(Supplied records)
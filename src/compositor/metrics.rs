//! Advance widths for the built-in Helvetica face (AFM units, 1/1000 em).

#[rustfmt::skip]
const HELVETICA_ASCII: [u16; 95] = [
    // ' ' .. '/'
    278, 278, 355, 556, 556, 889, 667, 191, 333, 333, 389, 584, 278, 333, 278, 278,
    // '0' .. '?'
    556, 556, 556, 556, 556, 556, 556, 556, 556, 556, 278, 278, 584, 584, 584, 556,
    // '@' .. 'O'
    1015, 667, 667, 722, 722, 667, 611, 778, 722, 278, 500, 667, 556, 833, 722, 778,
    // 'P' .. '_'
    667, 778, 722, 667, 611, 722, 667, 944, 667, 667, 611, 278, 278, 278, 469, 556,
    // '`' .. 'o'
    333, 556, 556, 500, 556, 556, 278, 556, 556, 222, 222, 500, 222, 833, 556, 556,
    // 'p' .. '~'
    556, 556, 333, 500, 278, 556, 500, 722, 500, 500, 500, 334, 260, 334, 584,
];

const FALLBACK_WIDTH: u16 = 556;

fn glyph_width(c: char) -> u16 {
    match c {
        ' '..='~' => HELVETICA_ASCII[c as usize - ' ' as usize],
        _ => FALLBACK_WIDTH,
    }
}

/// Rendered width of `text` in points at `font_size`.
pub fn helvetica_width(text: &str, font_size: f32) -> f32 {
    let units: u32 = text.chars().map(|c| u32::from(glyph_width(c))).sum();
    units as f32 * font_size / 1000.0
}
(End Supplied records)
= What is required =
From the entries, report each line that includes the word "text".

= Response below =
/// Rendered width of `text` in points at `font_size`.
pub fn helvetica_width(text: &str, font_size: f32) -> f32 {
    let units: u32 = text.chars().map(|c| u32::from(glyph_width(c))).sum();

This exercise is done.